Stone Natural Passage

    It is estimated that 80 to 85% of urinary calculi will pass spontaneously. There are several factors that influence the ability to pass a stone, including the person’s size, prior stone passage, prostate enlargement, pregnancy, and the stone’s size. A 4-mm stone has an 80% chance of passage, whereas a 5 mm stone has a 20% possibility of passage.

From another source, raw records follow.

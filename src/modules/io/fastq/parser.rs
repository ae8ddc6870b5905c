//! FASTQ parser
//!
//! A record is a `@id` header, one or more residue lines, a `+` line that
//! is empty or repeats the id, and as many quality characters (possibly
//! over several lines) as there are residues.

use std::borrow::Cow;
use std::ops::Range;
use std::path::Path;
use std::str;
use std::sync::Arc;

use log::debug;

use super::virtualized::VirtualFastq;
use crate::engines::core::{FastReader, LineCursor, MemoryMapped};
use crate::engines::storage::{MappedSliceStorage, StorageMode};
use crate::modules::io::error::{require_path, ParseError, ParseResult};
use crate::modules::seq::{
    detect_alphabet, Alphabet, FastqFormat, QualitativeSequence, Sequence, SequenceError,
};

const DEFAULT_BUFFER_SIZE: usize = 1024 * 1024; // 1MB

/// Byte layout of one record inside a buffer
#[derive(Debug, Clone, PartialEq, Eq)]
pub(crate) struct RecordSpan {
    /// Offset of the `@`
    pub start: usize,
    /// Offset just past the last quality line
    pub end: usize,
    pub id: String,
    pub residues: Vec<Range<usize>>,
    pub quality: Vec<Range<usize>>,
    pub sequence_length: usize,
}

impl RecordSpan {
    /// Residues or quality bytes, borrowed when they sit on a single line
    fn gather<'a>(data: &'a [u8], ranges: &[Range<usize>]) -> Cow<'a, [u8]> {
        match ranges {
            [single] => Cow::Borrowed(&data[single.clone()]),
            _ => Cow::Owned(ranges.iter().flat_map(|r| data[r.clone()].iter().copied()).collect()),
        }
    }
}

fn trim_end(text: &[u8]) -> &[u8] {
    let len = text
        .iter()
        .rposition(|b| !b.is_ascii_whitespace())
        .map_or(0, |i| i + 1);
    &text[..len]
}

fn is_blank(text: &[u8]) -> bool {
    text.iter().all(|b| b.is_ascii_whitespace())
}

/// Locate the next record, skipping blank lines before it
pub(crate) fn scan_record(cursor: &mut LineCursor) -> ParseResult<Option<RecordSpan>> {
    while matches!(cursor.peek_line(), Some(line) if is_blank(line.text)) {
        cursor.next_line();
    }

    let header = match cursor.next_line() {
        Some(line) => line,
        None => return Ok(None),
    };
    if header.text.first() != Some(&b'@') {
        return Err(ParseError::Format(format!(
            "invalid sequence id: header at byte {} does not start with '@'",
            header.start
        )));
    }
    let id = str::from_utf8(&header.text[1..])
        .map_err(|_| {
            ParseError::Format(format!("invalid sequence id: header at byte {} is not UTF-8", header.start))
        })?
        .trim()
        .to_string();
    if id.is_empty() {
        return Err(ParseError::Format(format!(
            "invalid sequence id: empty header at byte {}",
            header.start
        )));
    }

    let mut residues = Vec::new();
    let mut sequence_length = 0;
    let plus = loop {
        let line = cursor.next_line().ok_or_else(|| {
            ParseError::Format(format!("record '{}' ends before its '+' line", id))
        })?;
        if line.text.first() == Some(&b'+') {
            break line;
        }
        let text = trim_end(line.text);
        residues.push(line.start..line.start + text.len());
        sequence_length += text.len();
    };

    let repeated = trim_end(&plus.text[1..]);
    if !repeated.is_empty() && repeated != id.as_bytes() {
        return Err(ParseError::Format(format!(
            "'+' line names '{}' but the record is '{}'",
            String::from_utf8_lossy(repeated),
            id
        )));
    }

    let mut quality = Vec::new();
    let mut quality_length = 0;
    let mut end = plus.next;
    while quality_length < sequence_length {
        let line = cursor.next_line().ok_or_else(|| {
            ParseError::Format(format!(
                "record '{}' has {} quality scores for {} residues",
                id, quality_length, sequence_length
            ))
        })?;
        let text = trim_end(line.text);
        if text.is_empty() {
            return Err(ParseError::Format(format!(
                "record '{}' has an empty quality line",
                id
            )));
        }
        quality.push(line.start..line.start + text.len());
        quality_length += text.len();
        end = line.next;
    }

    if quality_length != sequence_length {
        return Err(ParseError::Format(format!(
            "record '{}' has {} quality scores for {} residues",
            id, quality_length, sequence_length
        )));
    }

    Ok(Some(RecordSpan {
        start: header.start,
        end,
        id,
        residues,
        quality,
        sequence_length,
    }))
}

/// Parser for FASTQ files
#[derive(Debug, Clone)]
pub struct FastqParser {
    auto_detect: bool,
    format: FastqFormat,
    storage_mode: StorageMode,
    index_cache: bool,
    alphabet: Option<&'static Alphabet>,
    buffer_size: usize,
}

impl FastqParser {
    /// Create a parser that detects the quality format of every record
    pub fn new() -> Self {
        Self {
            auto_detect: true,
            format: FastqFormat::Sanger,
            storage_mode: StorageMode::default(),
            index_cache: true,
            alphabet: None,
            buffer_size: DEFAULT_BUFFER_SIZE,
        }
    }

    /// Detect the quality format per record from its byte range
    pub fn with_auto_detect(mut self, auto_detect: bool) -> Self {
        self.auto_detect = auto_detect;
        self
    }

    /// Quality format used when detection is off or a record has no scores
    pub fn with_format(mut self, format: FastqFormat) -> Self {
        self.format = format;
        self
    }

    /// Where parsed residues live
    pub fn with_storage_mode(mut self, storage_mode: StorageMode) -> Self {
        self.storage_mode = storage_mode;
        self
    }

    /// Read and write the `.isc` sidecar when virtualizing
    pub fn with_index_cache(mut self, enabled: bool) -> Self {
        self.index_cache = enabled;
        self
    }

    /// Use `alphabet` instead of detecting one per record
    pub fn with_alphabet(mut self, alphabet: &'static Alphabet) -> Self {
        self.alphabet = Some(alphabet);
        self
    }

    /// Set the buffer size
    pub fn with_buffer_size(mut self, buffer_size: usize) -> Self {
        self.buffer_size = buffer_size;
        self
    }

    pub fn storage_mode(&self) -> StorageMode {
        self.storage_mode
    }

    pub(crate) fn index_cache_enabled(&self) -> bool {
        self.index_cache
    }

    /// Parse every record in a file
    pub fn parse_file<P: AsRef<Path>>(&self, path: P) -> ParseResult<Vec<QualitativeSequence>> {
        let path = require_path(path.as_ref())?;
        match self.storage_mode {
            StorageMode::InMemory => {
                let data = FastReader::new(path, Some(self.buffer_size))?.read_all()?;
                self.parse_bytes(&data, None)
            }
            StorageMode::MemoryMapped => {
                let mmap = Arc::new(MemoryMapped::open(path)?);
                self.parse_bytes(mmap.as_slice(), Some(&mmap))
            }
            StorageMode::OnDemand => self.open_virtual(path)?.materialize_all(),
        }
    }

    /// Parse every record as read-only sequences over the mapped file
    pub fn parse_read_only<P: AsRef<Path>>(&self, path: P) -> ParseResult<Vec<QualitativeSequence>> {
        self.clone()
            .with_storage_mode(StorageMode::MemoryMapped)
            .parse_file(path)
    }

    /// Parse the first record of a file
    pub fn parse_one<P: AsRef<Path>>(&self, path: P) -> ParseResult<QualitativeSequence> {
        let path = require_path(path.as_ref())?;
        let data = FastReader::new(path, Some(self.buffer_size))?.read_all()?;
        self.parse_one_bytes(&data)
    }

    /// Parse every record in `text`
    pub fn parse_str(&self, text: &str) -> ParseResult<Vec<QualitativeSequence>> {
        self.parse_bytes(text.as_bytes(), None)
    }

    /// Parse the first record in `text`
    pub fn parse_one_str(&self, text: &str) -> ParseResult<QualitativeSequence> {
        self.parse_one_bytes(text.as_bytes())
    }

    /// Record offsets only; residues are read when a record is requested
    pub fn open_virtual<P: AsRef<Path>>(&self, path: P) -> ParseResult<VirtualFastq> {
        VirtualFastq::open(self.clone(), require_path(path.as_ref())?)
    }

    fn parse_one_bytes(&self, data: &[u8]) -> ParseResult<QualitativeSequence> {
        let mut cursor = LineCursor::new(data);
        match scan_record(&mut cursor)? {
            Some(span) => self.build_record(&span, data, None),
            None => Err(ParseError::Format("no FASTQ records found".to_string())),
        }
    }

    fn parse_bytes(
        &self,
        data: &[u8],
        mapped: Option<&Arc<MemoryMapped>>,
    ) -> ParseResult<Vec<QualitativeSequence>> {
        let mut cursor = LineCursor::new(data);
        let mut records = Vec::new();
        while let Some(span) = scan_record(&mut cursor)? {
            records.push(self.build_record(&span, data, mapped)?);
        }

        if records.is_empty() {
            return Err(ParseError::Format("no FASTQ records found".to_string()));
        }
        debug!("Parsed {} FASTQ records", records.len());
        Ok(records)
    }

    fn resolve_format(&self, id: &str, quality: &[u8]) -> ParseResult<FastqFormat> {
        if !self.auto_detect {
            return Ok(self.format);
        }
        let detected = FastqFormat::detect(quality)
            .map_err(|e| ParseError::Format(format!("record '{}': invalid quality score: {}", id, e)))?;
        Ok(detected.unwrap_or(self.format))
    }

    fn resolve_alphabet(&self, id: &str, residues: &[u8]) -> ParseResult<&'static Alphabet> {
        match self.alphabet {
            Some(alphabet) => Ok(alphabet),
            None => detect_alphabet(residues).ok_or_else(|| {
                ParseError::Format(format!("record '{}': residues fit no known alphabet", id))
            }),
        }
    }

    /// Turn a located record into a sequence
    ///
    /// With a mapped source and single-line residues and qualities the
    /// sequence points into the map instead of copying.
    pub(crate) fn build_record(
        &self,
        span: &RecordSpan,
        data: &[u8],
        mapped: Option<&Arc<MemoryMapped>>,
    ) -> ParseResult<QualitativeSequence> {
        let residues = RecordSpan::gather(data, &span.residues);
        let quality = RecordSpan::gather(data, &span.quality);
        let alphabet = self.resolve_alphabet(&span.id, &residues)?;
        let format = self.resolve_format(&span.id, &quality)?;
        let invalid = |e: SequenceError| ParseError::Format(format!("record '{}': {}", span.id, e));

        match (mapped, span.residues.as_slice(), span.quality.as_slice()) {
            (Some(mmap), [residue_range], [quality_range]) => {
                let residue_storage =
                    MappedSliceStorage::new(Arc::clone(mmap), residue_range.start, residue_range.end)?;
                let quality_storage =
                    MappedSliceStorage::new(Arc::clone(mmap), quality_range.start, quality_range.end)?;
                let sequence = Sequence::from_storage(alphabet, Arc::new(residue_storage))
                    .map_err(invalid)?
                    .with_id(span.id.clone())
                    .into_read_only();
                QualitativeSequence::from_storage(sequence, Arc::new(quality_storage), format)
                    .map_err(invalid)
            }
            _ => {
                let mut sequence = Sequence::with_alphabet(alphabet, &residues)
                    .map_err(invalid)?
                    .with_id(span.id.clone());
                if mapped.is_some() {
                    sequence = sequence.into_read_only();
                }
                QualitativeSequence::new(sequence, quality.into_owned(), format).map_err(invalid)
            }
        }
    }
}

impl Default for FastqParser {
    fn default() -> Self {
        Self::new()
    }
}
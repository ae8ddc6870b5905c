//! GenBank header annotations

use std::fmt;
use std::str::FromStr;

use chrono::NaiveDate;
use serde::{Deserialize, Serialize};

use super::features::SequenceFeatures;
use crate::modules::io::error::{ParseError, ParseResult};
use crate::modules::seq::MoleculeType;

/// Format of LOCUS dates, e.g. `21-JUN-1999`
const LOCUS_DATE_FORMAT: &str = "%d-%b-%Y";

/// Parse a `DD-MON-YYYY` date
pub fn parse_locus_date(text: &str) -> ParseResult<NaiveDate> {
    NaiveDate::parse_from_str(text.trim(), LOCUS_DATE_FORMAT)
        .map_err(|e| ParseError::Format(format!("invalid LOCUS date '{}': {}", text.trim(), e)))
}

/// Print a date as `DD-MON-YYYY` with an upper-case month
pub fn format_locus_date(date: &NaiveDate) -> String {
    date.format(LOCUS_DATE_FORMAT).to_string().to_uppercase()
}

/// Strandedness code of the LOCUS line
#[derive(Debug, Clone, Copy, PartialEq, Eq, Hash, Default, Serialize, Deserialize)]
pub enum StrandType {
    #[default]
    None,
    Single,
    Double,
    Mixed,
}

impl StrandType {
    /// Prefix used in front of the molecule type, e.g. `ds-`
    pub fn code(self) -> &'static str {
        match self {
            StrandType::None => "",
            StrandType::Single => "ss-",
            StrandType::Double => "ds-",
            StrandType::Mixed => "ms-",
        }
    }

    /// Split a `ds-DNA` style token into strand and molecule
    pub fn split_code(token: &str) -> (Self, &str) {
        for strand in [StrandType::Single, StrandType::Double, StrandType::Mixed] {
            if let Some(rest) = token.strip_prefix(strand.code()) {
                return (strand, rest);
            }
        }
        (StrandType::None, token)
    }
}

/// Topology of the LOCUS line
#[derive(Debug, Clone, Copy, PartialEq, Eq, Hash, Default, Serialize, Deserialize)]
pub enum StrandTopology {
    #[default]
    None,
    Linear,
    Circular,
}

impl StrandTopology {
    pub fn as_str(self) -> &'static str {
        match self {
            StrandTopology::None => "",
            StrandTopology::Linear => "linear",
            StrandTopology::Circular => "circular",
        }
    }
}

impl FromStr for StrandTopology {
    type Err = ParseError;

    fn from_str(s: &str) -> ParseResult<Self> {
        match s.to_ascii_lowercase().as_str() {
            "linear" => Ok(StrandTopology::Linear),
            "circular" => Ok(StrandTopology::Circular),
            _ => Err(ParseError::Format(format!("unknown topology '{}'", s))),
        }
    }
}

/// Molecule types allowed after the unit on a LOCUS line
pub const LOCUS_MOLECULE_TYPES: &[&str] = &[
    "NA", "DNA", "RNA", "tRNA", "rRNA", "mRNA", "uRNA", "snRNA", "snoRNA", "scRNA", "cRNA",
    "PROTEIN",
];

/// Contents of the LOCUS line
#[derive(Debug, Clone, PartialEq, Eq, Default, Serialize, Deserialize)]
pub struct Locus {
    pub name: String,
    pub sequence_length: usize,
    /// `bp` or `aa`
    pub sequence_type: String,
    pub strand: StrandType,
    /// Raw molecule type, e.g. `DNA` or `mRNA`
    pub molecule_type: Option<String>,
    pub topology: StrandTopology,
    pub division_code: Option<String>,
    pub date: Option<NaiveDate>,
}

impl Locus {
    /// Alphabet family implied by the unit and molecule type
    pub fn sequence_molecule_type(&self) -> MoleculeType {
        if self.sequence_type.eq_ignore_ascii_case("aa") {
            return MoleculeType::Protein;
        }
        match &self.molecule_type {
            Some(molecule) if molecule.eq_ignore_ascii_case("PROTEIN") => MoleculeType::Protein,
            Some(molecule) if molecule.contains("RNA") => MoleculeType::Rna,
            _ => MoleculeType::Dna,
        }
    }
}

/// ACCESSION line: the primary accession and any secondary ones
#[derive(Debug, Clone, PartialEq, Eq, Default, Serialize, Deserialize)]
pub struct GenBankAccession {
    pub primary: String,
    pub secondary: Vec<String>,
}

impl fmt::Display for GenBankAccession {
    fn fmt(&self, f: &mut fmt::Formatter) -> fmt::Result {
        f.write_str(&self.primary)?;
        for secondary in &self.secondary {
            write!(f, " {}", secondary)?;
        }
        Ok(())
    }
}

/// VERSION line: `ACCESSION.version  GI:number`
#[derive(Debug, Clone, PartialEq, Eq, Default, Serialize, Deserialize)]
pub struct GenBankVersion {
    pub accession: String,
    pub version: Option<u32>,
    pub gi_number: Option<u64>,
}

impl GenBankVersion {
    /// Parse the text after the VERSION keyword
    pub fn parse(text: &str) -> ParseResult<Self> {
        let mut tokens = text.split_whitespace();
        let compound = tokens
            .next()
            .ok_or_else(|| ParseError::Format("empty VERSION line".to_string()))?;

        let (accession, version) = match compound.rsplit_once('.') {
            Some((accession, number)) => {
                let version = number.parse::<u32>().map_err(|_| {
                    ParseError::Format(format!("version number '{}' is not an integer", number))
                })?;
                (accession.to_string(), Some(version))
            }
            None => (compound.to_string(), None),
        };

        let gi_number = match tokens.next() {
            Some(token) => {
                let digits = token.strip_prefix("GI:").ok_or_else(|| {
                    ParseError::Format(format!("unexpected VERSION token '{}'", token))
                })?;
                Some(digits.parse::<u64>().map_err(|_| {
                    ParseError::Format(format!("GI number '{}' is not an integer", digits))
                })?)
            }
            None => None,
        };

        Ok(Self {
            accession,
            version,
            gi_number,
        })
    }

    /// Accession with its version suffix, e.g. `U49845.1`
    pub fn compound_accession(&self) -> String {
        match self.version {
            Some(version) => format!("{}.{}", self.accession, version),
            None => self.accession.clone(),
        }
    }
}

impl fmt::Display for GenBankVersion {
    fn fmt(&self, f: &mut fmt::Formatter) -> fmt::Result {
        f.write_str(&self.compound_accession())?;
        if let Some(gi) = self.gi_number {
            write!(f, "  GI:{}", gi)?;
        }
        Ok(())
    }
}

/// ORGANISM sub-block: the name and its lineage
#[derive(Debug, Clone, PartialEq, Eq, Default, Serialize, Deserialize)]
pub struct OrganismInfo {
    pub genus_species: String,
    pub class_levels: String,
}

/// SOURCE block
#[derive(Debug, Clone, PartialEq, Eq, Default, Serialize, Deserialize)]
pub struct SequenceSource {
    pub common_name: String,
    pub organism: OrganismInfo,
}

/// One REFERENCE block
#[derive(Debug, Clone, PartialEq, Eq, Default, Serialize, Deserialize)]
pub struct CitationReference {
    pub number: u32,
    /// Text after the number, e.g. `(bases 1 to 5028)`
    pub location: Option<String>,
    pub authors: Option<String>,
    pub consortiums: Option<String>,
    pub title: Option<String>,
    pub journal: Option<String>,
    pub medline: Option<String>,
    pub pubmed: Option<String>,
    pub remarks: Option<String>,
}

/// Everything a GenBank record says about its sequence
#[derive(Debug, Clone, PartialEq, Default, Serialize, Deserialize)]
pub struct GenBankMetadata {
    pub locus: Option<Locus>,
    pub definition: Option<String>,
    pub accession: Option<GenBankAccession>,
    pub version: Option<GenBankVersion>,
    pub project: Option<String>,
    pub db_link: Option<String>,
    pub db_source: Option<String>,
    pub keywords: Option<String>,
    pub segment: Option<String>,
    pub source: Option<SequenceSource>,
    pub references: Vec<CitationReference>,
    pub comments: Vec<String>,
    pub primary: Option<String>,
    pub features: SequenceFeatures,
    pub base_count: Option<String>,
    pub contig: Option<String>,
    /// Text following the ORIGIN keyword
    pub origin: Option<String>,
}

impl GenBankMetadata {
    /// Reference block with the given number
    pub fn reference(&self, number: u32) -> Option<&CitationReference> {
        self.references.iter().find(|r| r.number == number)
    }

    /// Accession used to qualify locations on this record
    pub fn primary_accession(&self) -> Option<&str> {
        self.accession.as_ref().map(|a| a.primary.as_str())
    }
}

Presentation and Differential Diagnosis

    In some situations, the presence of renal stones will be accompanied by considerable discomfort. Urolithiasis should always be considered in the differential diagnosis of abdominal pain. The classic patient with renal colic is in excruciating unilateral flank or lower abdominal pain, pacing about and unable to lie still. The pain is not related to any precipitating event such as trauma, and is not relieved by postural changes. This presentation is in contrast to a patient with peritoneal irritation who will typically remain as motionless as possible to minimize discomfort. Some patients with urolithiasis complain of nausea and vomiting that is caused by stimulation of the celiac plexus. Fever is not part of the uncomplicated nephrolithiasis. If fever is present, hydronephrosis with infection, pyonephrosis, or perinephric abscess should be suspected.
    It should be noted that the size of the stone does not necessarily predict the severity of the pain: a very tiny crystal with sharp edges can cause intense pain, whereas a larger round stone may not be a problematic. If the stone is too large to pass easily, pain continues as the muscles in the wall of the tiny ureter try to squeeze the stone along into the bladder. As the stone moves down the ureter closer to the bladder, the patient may complain of urinary frequency or a burning sensation during urination.